When times are tough and particularly now that we are going through a recession, I always think back of that one TV programme, that makes me feel like I have everything. For those of you old enough to remember ‘Little House On The Prairie’, you’ll know what I’m talking about. The old saying of, ‘there’s always someone worse off than you’, has never been more true, when you think of the Ingalls. They endured more hardship and heartache than any other family in the history of families.
The opening credits were accompanied by a fairly upbeat theme tune, young Laura ran, smiling through grassy fields and through corn. Corn probably owned by Travallion or some other ruthless landlord. Charles and Caroline tried to lead a simple life. They were church going people and attended Rev. Robert Aldens sermons without fail. This though was not enough to save them from being the unluckiest family ever. If one of the kids wasn’t being blinded, they were in their beds, wrapped in borrowed blankets, at deaths door, sweating like a pig in a sauna. Caroline was always at hand though with a basin of cold water and a sponge. Charles would check in on them when he came home from a back breaking day at the saw mills. He always looked concerned, when everything was good he looked concerned. He knew that disaster was always just around the corner. Dr. Baker must have had a path worn to the Ingalls house, he was forever calling with his little leather satchel and always left, telling the bad news of how death was probably the most likely outcome.
Charles spent his days lugging and cutting timber up at the saw mills with his good friend Issaih. There were worked to the bone and hardly ate a morsel of food from one end of the day till the other. The two of them would build houses and churches, helped only by a donkey. They had to keep building these houses and churches because they kept burning down. There always seemed to be an episode where the whole family formed a conveyor belt for water buckets, with Charles at the end, throwing the water onto the ever growing flames. The scene always ended with the family, black from the soot, standing in the charred remains.
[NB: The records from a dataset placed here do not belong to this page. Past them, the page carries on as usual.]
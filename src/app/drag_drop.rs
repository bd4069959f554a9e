//! Tab drag and drop.
//!
//! A pane is drawn as a 2-row tab header above its content. While a tab is
//! dragged, the pointer position inside the hovered pane picks a drop zone:
//!
//! ```text
//!  ┌───────────────────────────┐
//!  │ tab bar (reorder/move)    │  rows 0..2
//!  ├──────┬─────────────┬──────┤
//!  │      │     top     │      │  y < h/4
//!  │ left ├─────────────┤right │
//!  │      │   center    │      │
//!  │ x<w/4├─────────────┤x>3w/4│
//!  │      │   bottom    │      │  y > 3h/4
//!  └──────┴─────────────┴──────┘
//! ```
//!
//! Left/right take precedence over top/bottom. Comparisons are strict, so a
//! pointer exactly on a quarter line is not in the margin.

use crate::app::types::{DropZone, TabDragState, TabDrop};
use crate::model::event::{PaneId, ViewId};
use crate::view::pane::Pane;
use ratatui::layout::Rect;

/// Rows occupied by the tab header at the top of every pane
pub const TAB_HEADER_ROWS: u16 = 2;

/// Classify a screen position over `pane` (drawn in `pane_rect`).
/// Returns `None` when the position is outside the pane.
pub fn classify_drop(pane: &Pane, pane_rect: Rect, col: u16, row: u16) -> Option<DropZone> {
    if col < pane_rect.x
        || row < pane_rect.y
        || col >= pane_rect.x + pane_rect.width
        || row >= pane_rect.y + pane_rect.height
    {
        return None;
    }
    let id = pane.id();
    let x = u32::from(col - pane_rect.x);
    let y_raw = row - pane_rect.y;
    if y_raw < TAB_HEADER_ROWS {
        return Some(DropZone::TabBar {
            pane: id,
            index: pane.insertion_index_at(col - pane_rect.x),
        });
    }

    let w = u32::from(pane_rect.width);
    let h = u32::from(pane_rect.height.saturating_sub(TAB_HEADER_ROWS));
    let y = u32::from(y_raw - TAB_HEADER_ROWS);
    let zone = if 4 * x < w {
        DropZone::SplitLeft(id)
    } else if 4 * x > 3 * w {
        DropZone::SplitRight(id)
    } else if 4 * y < h {
        DropZone::SplitTop(id)
    } else if 4 * y > 3 * h {
        DropZone::SplitBottom(id)
    } else {
        DropZone::Center(id)
    };
    Some(zone)
}

/// Preview rectangle for a margin zone over `pane_rect`; `None` for the tab
/// bar and center, which get no preview.
pub fn overlay_rect(zone: DropZone, pane_rect: Rect) -> Option<Rect> {
    let w = pane_rect.width;
    let h = pane_rect.height.saturating_sub(TAB_HEADER_ROWS);
    let x = pane_rect.x;
    let y = pane_rect.y + TAB_HEADER_ROWS.min(pane_rect.height);
    let rect = match zone {
        DropZone::SplitLeft(_) => Rect::new(x, y, w / 4, h),
        DropZone::SplitRight(_) => Rect::new(x + w - w / 4, y, w / 4, h),
        DropZone::SplitTop(_) => Rect::new(x, y, w, h / 4),
        DropZone::SplitBottom(_) => Rect::new(x, y + h - h / 4, w, h / 4),
        DropZone::TabBar { .. } | DropZone::Center(_) => return None,
    };
    Some(rect)
}

/// Tracks the gesture from press to release
#[derive(Debug, Default)]
pub struct DragDropController {
    state: Option<TabDragState>,
}

impl DragDropController {
    pub fn new() -> Self {
        Self::default()
    }

    /// Button pressed on a tab
    pub fn begin(&mut self, view_id: ViewId, source_pane: PaneId, position: (u16, u16)) {
        self.state = Some(TabDragState::new(view_id, source_pane, position));
    }

    pub fn is_active(&self) -> bool {
        self.state.is_some()
    }

    /// True once the pointer has moved since the press
    pub fn is_dragging(&self) -> bool {
        self.state.as_ref().is_some_and(TabDragState::is_dragging)
    }

    pub fn state(&self) -> Option<&TabDragState> {
        self.state.as_ref()
    }

    /// Current preview rectangle, if any
    pub fn overlay(&self) -> Option<Rect> {
        self.state.as_ref().and_then(|s| s.overlay)
    }

    /// Pointer moved to `position`, hovering `target` (pane and its rectangle)
    pub fn drag_move(&mut self, position: (u16, u16), target: Option<(&Pane, Rect)>) {
        let Some(state) = self.state.as_mut() else {
            return;
        };
        state.current_position = position;
        if !state.is_dragging() {
            return;
        }
        state.drop_zone =
            target.and_then(|(pane, rect)| classify_drop(pane, rect, position.0, position.1));
        state.overlay = match (state.drop_zone, target) {
            (Some(zone), Some((_, rect))) => overlay_rect(zone, rect),
            _ => None,
        };
    }

    /// Pointer left every pane; hide the preview
    pub fn drag_leave(&mut self) {
        if let Some(state) = self.state.as_mut() {
            state.drop_zone = None;
            state.overlay = None;
        }
    }

    /// Button released. Returns the drop to perform, if the gesture was a
    /// real drag that ended over a zone.
    pub fn finish(&mut self) -> Option<TabDrop> {
        let state = self.state.take()?;
        if !state.is_dragging() {
            return None;
        }
        state.drop_zone.map(|zone| TabDrop {
            view_id: state.view_id,
            source_pane: state.source_pane,
            zone,
        })
    }

    pub fn cancel(&mut self) {
        self.state = None;
    }
}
As with all stories, when you have, ‘the have nots’, you also had to have the ‘haves’. The Olsens were the local grocers and in comparison to the Ingalls, they had money to burn. Little Nellie spent her days teasing and taunting the Ingall kids with her array of lollipops and bars of candy. Her little brother Willie was always close at hand, with his new school books and shiny shoes. Harriet, their mother was the towns busy body and knew everyone’s business, her husband Nels, with all his money, looked like a man scorned.
So if you’re feeling down, feeling sorry for yourself or you just think that the whole world is against you. Sit back and think of the poor Ingalls. The theme tune is still enough to bring tears to my eyes, that and the ‘Champ’ will do it for me every time, but that’s another story. Be thankful for what you have cause there’s always someone, worse off.